To assess the antiproliferative activity of this protein, we supplemented the culture medium with an ATP-agarose purified Hsc70 from serum-free conditioned medium, as described in Figure 2C. Increasing nanomolar amounts of Hsc70 were then added to log phase proliferating cells. As shown in Figure 6A, up to 2 nM purified Hsc70 markedly decreased cell proliferation in a dose-dependent manner. Thereafter, higher amounts of Hsc70 did not significantly influence cell proliferation. Hsc70 decreased cell proliferation to 24% (i.e. 76% inhibition) as compared to an inactive fraction used as control. To determine whether or not the binding site of extracellular Hsc70 was required for its antiproliferative activity, we used an RNase A protein bounding Hsc70 at position 450–462 through its KFERQ sequence (Agarraberes et al., 1997) (residues 7-11 from RNase A). The RNAse A from up to 1 μg/ml totally reversed the inhibitory effect of conditioned medium from confluent cells (CM) (Figure 6B). This indicated that the binding of Hsc70 to proteins containing KFERQ was probably required to avoid proliferation. Moreover, the addition of the S-peptide (Chiang et al., 1989) (corresponding to the 1–20 N-terminal amino acids of RNAse A) prevented much of the activity of the conditioned medium thereby suggesting that extracellular Hsc70 played a major role in the growth inhibition (Figure 6C). On the contrary, the additional growth inhibition observed after serum withdrawal was not totally prevented by S-peptide, indicating that serum may contain an additional factor. Moreover, retention of Hsc70 by ADP-agarose partially prevented the antiproliferative effect of CM (Figure 6D). Altogether, these data indicated an antiproliferative activity of extracellular Hsc70 requiring the binding to the substrate containing the KFERQ sequence.

Figure 6
Effect of purified Hsc70 and Hsc70 competitors on cell growth

Effect of Hsc70 on human breast cancer cell lines and cath D modulation

Extracellular Hsc70 also modulated the growth of human cancer cells (Figure S1). Recombinant Hsc70 but not Hsp70 decreased by 25% and 20% the proliferation of MCF7 (Figure S1-A) and MDA-MB-231 (Figure S1-B) cells, respectively. The treatment with pepstatin A significantly increased Hsc70 secretion (Figure S2-A) in both cell lines. Moreover, by silencing cath D, an increase in Hsc70 secretion was observed in both cell lines. (Figure S2-B).

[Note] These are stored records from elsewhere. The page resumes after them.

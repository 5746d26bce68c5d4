//! Upstream show feed: typed records and the HTTP client that fetches them.
//!
//! The rest of the crate talks to the feed through the [`ShowFeed`] trait so
//! tests can substitute fixture documents for the network.

mod http_client;
mod records;

pub use http_client::HttpShowFeed;
pub use records::{
    EventRecord, LeaderRecord, SessionRecord, TimeSlotRecord, UpstreamShow, VenueRecord,
};

use thiserror::Error;

/// Failures while fetching or decoding one upstream show document.
#[derive(Debug, Error)]
pub enum FeedError {
    #[error("request failed: {0}")]
    Http(#[from] reqwest::Error),

    #[error("unexpected status {0}")]
    Status(u16),

    #[error("undecodable payload: {0}")]
    Decode(#[from] serde_json::Error),
}

pub trait ShowFeed: Send + Sync {
    /// Fetch the full document for one upstream show.
    fn fetch_show(&self, show_id: i64) -> Result<UpstreamShow, FeedError>;
}
use anyhow::{Context, Result};
use serde::Deserialize;
use std::path::Path;

#[derive(Debug, Deserialize, Default)]
#[serde(default)]
pub struct FileConfig {
    // Core settings (can override CLI)
    pub db_path: Option<String>,
    pub poll_interval_sec: Option<u64>,

    // Feature configs
    pub feed: Option<FeedFileConfig>,
}

#[derive(Debug, Deserialize, Default, Clone)]
#[serde(default)]
pub struct FeedFileConfig {
    pub base_url: Option<String>,
    pub source: Option<String>,
    pub group_id: Option<i64>,
    pub timeout_sec: Option<u64>,
}

impl FileConfig {
    pub fn load(path: &Path) -> Result<Self> {
        let content = std::fs::read_to_string(path)
            .with_context(|| format!("Failed to read config file: {:?}", path))?;
        toml::from_str(&content).with_context(|| format!("Failed to parse config file: {:?}", path))
    }
}
use crate::event_store::RefKind;
use crate::feed::FeedError;
use thiserror::Error;

/// Errors surfaced by one synchronization pass.
///
/// Every variant aborts the pass; writes only ever happen inside the pass
/// transaction, so a failed pass leaves previously synced data untouched.
#[derive(Debug, Error)]
pub enum SyncError {
    /// Upstream unreachable, non-success status, or undecodable payload.
    /// Raised before any write; retry policy belongs to the caller.
    #[error("failed to fetch show {show_id}: {source}")]
    Fetch {
        show_id: i64,
        #[source]
        source: FeedError,
    },

    /// A (source, upstream id) pair is already bound to a different local
    /// row, or a racing import tripped the reference uniqueness index.
    #[error("conflicting external reference for {kind} {source_tag}/{upstream_id}")]
    Conflict {
        kind: RefKind,
        source_tag: String,
        upstream_id: i64,
    },

    /// Malformed upstream field. The whole pass aborts rather than skipping
    /// the offending entity, so a show is never half-synced.
    #[error("invalid {kind} record: {message}")]
    Validation { kind: RefKind, message: String },

    #[error("storage failure: {0}")]
    Storage(#[from] rusqlite::Error),
}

This study provides evidences of the contribution of Hsc70 in cancer cell growth regulation through secretion of this protein in the extracellular environment. We isolated this extracellular protein for its antiproliferative activity and identified it as the heat shock cognate 70 protein through microsequencing of trypsin fragments. The sequence of the fragment at the amino-terminal end of the protein is characteristic of the Hsp70/Hsc70 family within the ATP-binding site of the protein (Munro & Pelham, 1986; Sorger & Pelham, 1987). Retention of the protein on an ATP-affinity chromatography column suggests that a functional ATP binding site is present on the molecule. In addition, the carboxy-terminal end of the protein fragment allowed us to clearly identify this protein as the rat Hsc70 isoform 1, since this Cterm sequence is specific to the Hsc70 isoform 1 and is missing within isoform 2 (Tsukahara et al., 2000), in addition to the monoclonal antibody recognition which discriminates an antigenic determinant localized only within the specific isoform 1 protein. This 646 residue protein was highly conserved during mammalian evolution and differs only by the N579S amino-acid change between human and mouse or rat (O’Malley et al., 1985) whereas the hsp70-gene family is characterized by a large diversity (Brocchieri et al., 2008). In addition, the identification of this protein as being Hsc70 was confirmed by the fact that an Hsp70 antibody was not able to recognize this protein. This protein was eluted in a gel filtration system as a single active peak corresponding to approximately 290 kDa, indicating that the protein may exist as a multimeric (possibly tetrameric) species. Such self-association has been described via size-exclusion chromatography when an Hsc70 concentration of over 4 μM was loaded onto a fast pressure liquid chromatography column (Fouchaq et al., 1999).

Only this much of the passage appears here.